In my own impression from the side of software engineering (i.e. the whole discipline rather than just "coding") this kind of thing is pretty common:

  • Start with ad-hoc software development with lots of confusion, redundancy, inneficient "we'll figure it out as when we get there" and so on.
  • To improve on this somebody really thinks things through and eventually a software development process emerges, something like Agile.
  • There are lots of good reasons for every part of this processes but naturally sometimes the conditions are not met and certain parts are not suitable for use: the whole process is not and can never be a one size fits all silver bullet because it's way to complex and vast a discipline for that (if it wasn't you wouldn't need a process to do it with even the minimum of efficency).
  • However most people using it aren't the "grand thinkers" of software engineering - software architect level types with tons of experience and who thus have seen quite a lot and know why certain elements of a process are as they are, and hence when to use them and when not to use them - and instead they're run-of-the-mill, far more junior software designers and developers, as well as people from the management side of things trying to organise a tech-heavy process.

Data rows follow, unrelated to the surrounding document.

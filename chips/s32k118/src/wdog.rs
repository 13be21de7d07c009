// Licensed under the Apache License, Version 2.0 or the MIT License.
// SPDX-License-Identifier: Apache-2.0 OR MIT
// Copyright Tock Contributors 2022.

//! Watchdog timer (WDOG).
//!
//! The watchdog runs out of reset with a short timeout. Reconfiguring it
//! requires writing [`UNLOCK_KEY`] to `CNT` first, and the new
//! configuration must be written within 128 bus clocks.

use tock_registers::registers::ReadWrite;
use tock_registers::{register_bitfields, register_structs};

use crate::interrupts;
use crate::static_ref::StaticRef;

pub const WDOG_INSTANCE_COUNT: usize = 1;

/// Written to `CNT` to unlock the configuration registers.
pub const UNLOCK_KEY: u32 = 0xD928_C520;
/// Written to `CNT` to refresh the counter.
pub const REFRESH_KEY: u32 = 0xB480_A602;
/// Unlock sequence when `CS.CMD32EN` is clear.
pub const UNLOCK_KEY_16: [u16; 2] = [0xC520, 0xD928];
/// Refresh sequence when `CS.CMD32EN` is clear.
pub const REFRESH_KEY_16: [u16; 2] = [0xA602, 0xB480];

/// Default `CS` configuration: LPO clock, updates allowed, 32-bit
/// commands, watchdog disabled.
pub const CS_RESET_VALUE: u32 = 0x2520;
/// `TOVAL` value out of reset.
pub const TOVAL_RESET_VALUE: u32 = 0x400;

register_structs! {
    pub WdogRegisters {
        /// Watchdog Control and Status Register
        (0x0 => pub cs: ReadWrite<u32, CS::Register>),
        /// Watchdog Counter Register
        (0x4 => pub cnt: ReadWrite<u32, CNT::Register>),
        /// Watchdog Timeout Value Register
        (0x8 => pub toval: ReadWrite<u32, TOVAL::Register>),
        /// Watchdog Window Register
        (0xC => pub win: ReadWrite<u32, WIN::Register>),
        (0x10 => @END),
    }
}

register_bitfields![u32,
    pub CS [
        /// Enabled in stop mode
        STOP OFFSET(0) NUMBITS(1) [],
        /// Enabled in wait mode
        WAIT OFFSET(1) NUMBITS(1) [],
        /// Enabled in debug mode
        DBG OFFSET(2) NUMBITS(1) [],
        /// Watchdog test
        TST OFFSET(3) NUMBITS(2) [
            Disabled = 0,
            UserMode = 1,
            TestLowByte = 2,
            TestHighByte = 3
        ],
        /// Allow updates
        UPDATE OFFSET(5) NUMBITS(1) [],
        /// Watchdog interrupt
        INT OFFSET(6) NUMBITS(1) [],
        /// Watchdog enable
        EN OFFSET(7) NUMBITS(1) [],
        /// Watchdog clock
        CLK OFFSET(8) NUMBITS(2) [
            BusClock = 0,
            Lpo = 1,
            Sirc = 2,
            Sosc = 3
        ],
        /// Reconfiguration success
        RCS OFFSET(10) NUMBITS(1) [],
        /// Unlock status
        ULK OFFSET(11) NUMBITS(1) [],
        /// Watchdog prescaler, divide by 256
        PRES OFFSET(12) NUMBITS(1) [],
        /// Enables or disables 32-bit refresh/unlock command write words
        CMD32EN OFFSET(13) NUMBITS(1) [],
        /// Watchdog interrupt flag
        FLG OFFSET(14) NUMBITS(1) [],
        /// Watchdog window
        WIN OFFSET(15) NUMBITS(1) []
    ],
    pub CNT [
        CNTLOW OFFSET(0) NUMBITS(8) [],
        CNTHIGH OFFSET(8) NUMBITS(8) []
    ],
    pub TOVAL [
        TOVALLOW OFFSET(0) NUMBITS(8) [],
        TOVALHIGH OFFSET(8) NUMBITS(8) []
    ],
    pub WIN [
        WINLOW OFFSET(0) NUMBITS(8) [],
        WINHIGH OFFSET(8) NUMBITS(8) []
    ]
];

pub const WDOG_BASE_ADDR: usize = 0x4005_2000;

pub const WDOG_BASE: StaticRef<WdogRegisters> =
    unsafe { StaticRef::new(WDOG_BASE_ADDR as *const WdogRegisters) };

pub const WDOG_BASE_ADDRS: [usize; WDOG_INSTANCE_COUNT] = [WDOG_BASE_ADDR];
pub const WDOG_BASE_PTRS: [StaticRef<WdogRegisters>; WDOG_INSTANCE_COUNT] = [WDOG_BASE];
pub const WDOG_IRQS: [u32; WDOG_INSTANCE_COUNT] = [interrupts::WDOG];

#[cfg(test)]
mod tests {
    use super::*;
    use crate::field_check::{assert_field, assert_fields_fit};

    #[test]
    fn fields() {
        assert_eq!(core::mem::size_of::<WdogRegisters>(), 0x10);
        assert_field!(CS::TST, 3, 2);
        assert_field!(CS::CLK, 8, 2);
        assert_field!(CS::CMD32EN, 13, 1);
        assert_field!(TOVAL::TOVALHIGH, 8, 8);
    }

    #[test]
    fn reset_configuration() {
        let cs = CS::CMD32EN::SET + CS::RCS::SET + CS::CLK::Lpo + CS::UPDATE::SET;
        assert_eq!(u32::from(cs), CS_RESET_VALUE);
        assert_eq!(u32::from(TOVAL::TOVALHIGH.val(0x04)), TOVAL_RESET_VALUE);
    }

    #[test]
    fn sixteen_bit_keys_split_the_32_bit_keys() {
        assert_eq!(
            (u32::from(UNLOCK_KEY_16[1]) << 16) | u32::from(UNLOCK_KEY_16[0]),
            UNLOCK_KEY
        );
        assert_eq!(
            (u32::from(REFRESH_KEY_16[1]) << 16) | u32::from(REFRESH_KEY_16[0]),
            REFRESH_KEY
        );
    }

    #[test]
    fn every_field_fits_its_register() {
        assert_fields_fit!(
            CS [STOP, WAIT, DBG, TST, UPDATE, INT, EN, CLK, RCS, ULK, PRES, CMD32EN, FLG, WIN],
            CNT [CNTLOW, CNTHIGH],
            TOVAL [TOVALLOW, TOVALHIGH],
            WIN [WINLOW, WINHIGH],
        );
    }
}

So you end up with what is an excellent process when used by people who know that each part tries to achieve, what's the point of that and when is it actually applicable, being used by people who have no such experience and understanding of software development processes and just use it as one big recipe, blindly following it with no real understanding and hence often using it incorrectly.

For example, you see tons of situations where the short development cycles of Agile (aka sprints) and use cases are used without the crucial element which is actually envolving the end-users or stakeholders in the definition of the use cases, evaluation of results and even prioritization of what to do in the next sprint, so one of the crucial objectives of use cases - the discovery of the requirement details by interactive cycles with end-users where they quickly see some results and you use their feedback to fine-tune what gets done to match what they actually need (rather than the vague very high level idea they themselves have at the start of the project) is not at all achieve and instead they're little more than small project milestones that in the old days would just be entries in Microsoft Manager or some tool like that.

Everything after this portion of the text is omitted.